(Saved data entries)
• • • •
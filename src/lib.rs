//! # LoRa Base Station Coordinator
//!
//! Coordinates a base station with battery-powered remote LoRa/FSK
//! observation units over a low-bandwidth wireless link: pushes each unit
//! a time-ordered observation schedule, collects the raw frames captured
//! during those windows, and tracks battery telemetry.
//!
//! ## Features
//!
//! - **Station registry**: per-station synchronized schedule, pending
//!   frames, and battery state
//! - **Wire codec**: fixed 40-byte observation records and 22-byte-header
//!   telemetry frames, big-endian, no padding
//! - **Scheduler**: pure "next observation" selection against a sorted
//!   schedule
//! - **Control API**: HTTP/JSON surface for registration, schedule
//!   upload, and data retrieval
//! - **Link bridge**: length-prefixed TCP endpoint for the wireless-stack
//!   daemon's read/write callbacks
//!
//! ## Quick Start
//!
//! ```rust
//! use lorabase::registry::StationRegistry;
//!
//! #[tokio::main]
//! async fn main() {
//!     let registry = StationRegistry::new();
//!     registry.register("aa:bb:cc:dd:ee:ff", 25_000_000, 1_700_000_000).await;
//!     assert!(registry.contains("AA:BB:CC:DD:EE:FF").await);
//! }
//! ```
//!
//! ## Architecture
//!
//! - [`registry`] - station state and the only place mutation is synchronized
//! - [`scheduler`] - observation selection rule
//! - [`codec`] - binary wire encodings for the notification channel
//! - [`protocol`] - data model and JSON shapes
//! - [`link`] - wireless-stack callback entry points
//! - [`bridge`] - TCP transport for the link callbacks
//! - [`control`] - operator HTTP API
//! - [`config`] - persisted station configuration

#![deny(clippy::all)]
#![allow(clippy::module_name_repetitions)]

pub mod bridge;
pub mod codec;
pub mod config;
pub mod control;
pub mod link;
pub mod protocol;
pub mod registry;
pub mod scheduler;

// Re-export main public types for convenience
pub use codec::CodecError;
pub use protocol::{Frame, ObservationRequest, StationSnapshot};
pub use registry::{RegistryError, StationRegistry};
• • • •
WHAT THIS TASK INVOLVES >>
Print, exactly as written, the first line of the records above and each line after it until the line with "pub use codec::CodecError;", which is printed too.

SOLUTION >>
filename src/lib.rs
//! # LoRa Base Station Coordinator
//!
//! Coordinates a base station with battery-powered remote LoRa/FSK
//! observation units over a low-bandwidth wireless link: pushes each unit
//! a time-ordered observation schedule, collects the raw frames captured
//! during those windows, and tracks battery telemetry.
//!
//! ## Features
//!
//! - **Station registry**: per-station synchronized schedule, pending
//!   frames, and battery state
//! - **Wire codec**: fixed 40-byte observation records and 22-byte-header
//!   telemetry frames, big-endian, no padding
//! - **Scheduler**: pure "next observation" selection against a sorted
//!   schedule
//! - **Control API**: HTTP/JSON surface for registration, schedule
//!   upload, and data retrieval
//! - **Link bridge**: length-prefixed TCP endpoint for the wireless-stack
//!   daemon's read/write callbacks
//!
//! ## Quick Start
//!
//! ```rust
//! use lorabase::registry::StationRegistry;
//!
//! #[tokio::main]
//! async fn main() {
//!     let registry = StationRegistry::new();
//!     registry.register("aa:bb:cc:dd:ee:ff", 25_000_000, 1_700_000_000).await;
//!     assert!(registry.contains("AA:BB:CC:DD:EE:FF").await);
//! }
//! ```
//!
//! ## Architecture
//!
//! - [`registry`] - station state and the only place mutation is synchronized
//! - [`scheduler`] - observation selection rule
//! - [`codec`] - binary wire encodings for the notification channel
//! - [`protocol`] - data model and JSON shapes
//! - [`link`] - wireless-stack callback entry points
//! - [`bridge`] - TCP transport for the link callbacks
//! - [`control`] - operator HTTP API
//! - [`config`] - persisted station configuration

#![deny(clippy::all)]
#![allow(clippy::module_name_repetitions)]

pub mod bridge;
pub mod codec;
pub mod config;
pub mod control;
pub mod link;
pub mod protocol;
pub mod registry;
pub mod scheduler;

// Re-export main public types for convenience
pub use codec::CodecError;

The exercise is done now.